▶ Provided entries
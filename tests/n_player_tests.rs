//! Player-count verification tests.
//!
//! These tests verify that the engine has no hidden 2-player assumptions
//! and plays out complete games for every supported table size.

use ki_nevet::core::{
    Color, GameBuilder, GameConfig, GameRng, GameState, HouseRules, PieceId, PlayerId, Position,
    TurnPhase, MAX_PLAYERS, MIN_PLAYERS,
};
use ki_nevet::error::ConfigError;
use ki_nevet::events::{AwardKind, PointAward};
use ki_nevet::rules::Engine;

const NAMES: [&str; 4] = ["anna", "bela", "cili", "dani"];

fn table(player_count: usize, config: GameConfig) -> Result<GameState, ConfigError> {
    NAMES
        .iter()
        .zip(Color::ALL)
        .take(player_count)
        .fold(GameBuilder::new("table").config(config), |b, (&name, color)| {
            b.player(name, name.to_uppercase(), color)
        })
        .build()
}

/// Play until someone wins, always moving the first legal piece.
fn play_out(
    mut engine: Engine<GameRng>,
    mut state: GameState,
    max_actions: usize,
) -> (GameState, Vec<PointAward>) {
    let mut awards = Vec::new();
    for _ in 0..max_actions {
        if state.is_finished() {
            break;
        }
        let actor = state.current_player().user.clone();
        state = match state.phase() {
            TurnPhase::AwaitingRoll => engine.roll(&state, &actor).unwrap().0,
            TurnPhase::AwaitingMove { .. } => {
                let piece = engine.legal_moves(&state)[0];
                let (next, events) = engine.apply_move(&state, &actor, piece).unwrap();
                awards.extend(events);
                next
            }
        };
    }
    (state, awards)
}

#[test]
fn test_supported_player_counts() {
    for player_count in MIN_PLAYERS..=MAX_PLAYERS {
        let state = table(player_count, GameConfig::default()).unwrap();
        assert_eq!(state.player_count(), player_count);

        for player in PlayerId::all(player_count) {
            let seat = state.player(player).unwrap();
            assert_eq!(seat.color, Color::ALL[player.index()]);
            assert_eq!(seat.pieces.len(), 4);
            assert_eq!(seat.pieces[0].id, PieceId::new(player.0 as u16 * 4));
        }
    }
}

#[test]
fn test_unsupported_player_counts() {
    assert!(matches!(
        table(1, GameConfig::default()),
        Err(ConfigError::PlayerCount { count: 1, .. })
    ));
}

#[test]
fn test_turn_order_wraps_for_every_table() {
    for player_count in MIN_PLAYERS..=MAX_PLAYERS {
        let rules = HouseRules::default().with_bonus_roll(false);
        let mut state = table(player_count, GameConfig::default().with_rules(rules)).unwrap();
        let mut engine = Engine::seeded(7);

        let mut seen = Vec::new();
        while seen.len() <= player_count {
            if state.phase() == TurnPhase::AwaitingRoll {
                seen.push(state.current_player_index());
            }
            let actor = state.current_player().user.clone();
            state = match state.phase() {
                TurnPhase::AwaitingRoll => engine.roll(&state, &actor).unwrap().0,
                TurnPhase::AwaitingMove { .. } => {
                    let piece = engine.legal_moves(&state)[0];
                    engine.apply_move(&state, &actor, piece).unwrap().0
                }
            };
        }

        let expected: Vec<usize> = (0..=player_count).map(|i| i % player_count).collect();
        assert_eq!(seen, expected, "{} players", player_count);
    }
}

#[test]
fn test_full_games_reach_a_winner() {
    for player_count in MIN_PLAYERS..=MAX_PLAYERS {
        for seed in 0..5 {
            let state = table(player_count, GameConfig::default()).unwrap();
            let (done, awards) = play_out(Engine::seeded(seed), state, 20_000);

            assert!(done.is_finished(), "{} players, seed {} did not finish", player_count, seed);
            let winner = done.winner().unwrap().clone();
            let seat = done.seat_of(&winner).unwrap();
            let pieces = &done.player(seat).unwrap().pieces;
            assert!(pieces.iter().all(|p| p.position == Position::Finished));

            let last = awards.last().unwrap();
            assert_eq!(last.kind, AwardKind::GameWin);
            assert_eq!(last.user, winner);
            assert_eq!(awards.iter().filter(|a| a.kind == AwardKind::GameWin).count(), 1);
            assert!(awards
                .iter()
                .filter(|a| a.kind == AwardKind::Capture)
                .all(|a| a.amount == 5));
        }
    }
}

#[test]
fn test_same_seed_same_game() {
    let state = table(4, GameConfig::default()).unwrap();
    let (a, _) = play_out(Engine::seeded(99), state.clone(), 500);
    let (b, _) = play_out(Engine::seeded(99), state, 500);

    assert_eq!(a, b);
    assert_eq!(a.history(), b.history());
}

▶ Exercise description
The lines to return are those in the records above that hold the word "GameBuilder".

▶ Expected answer
    Color, GameBuilder, GameConfig, GameRng, GameState, HouseRules, PieceId, PlayerId, Position,
        .fold(GameBuilder::new("table").config(config), |b, (&name, color)| {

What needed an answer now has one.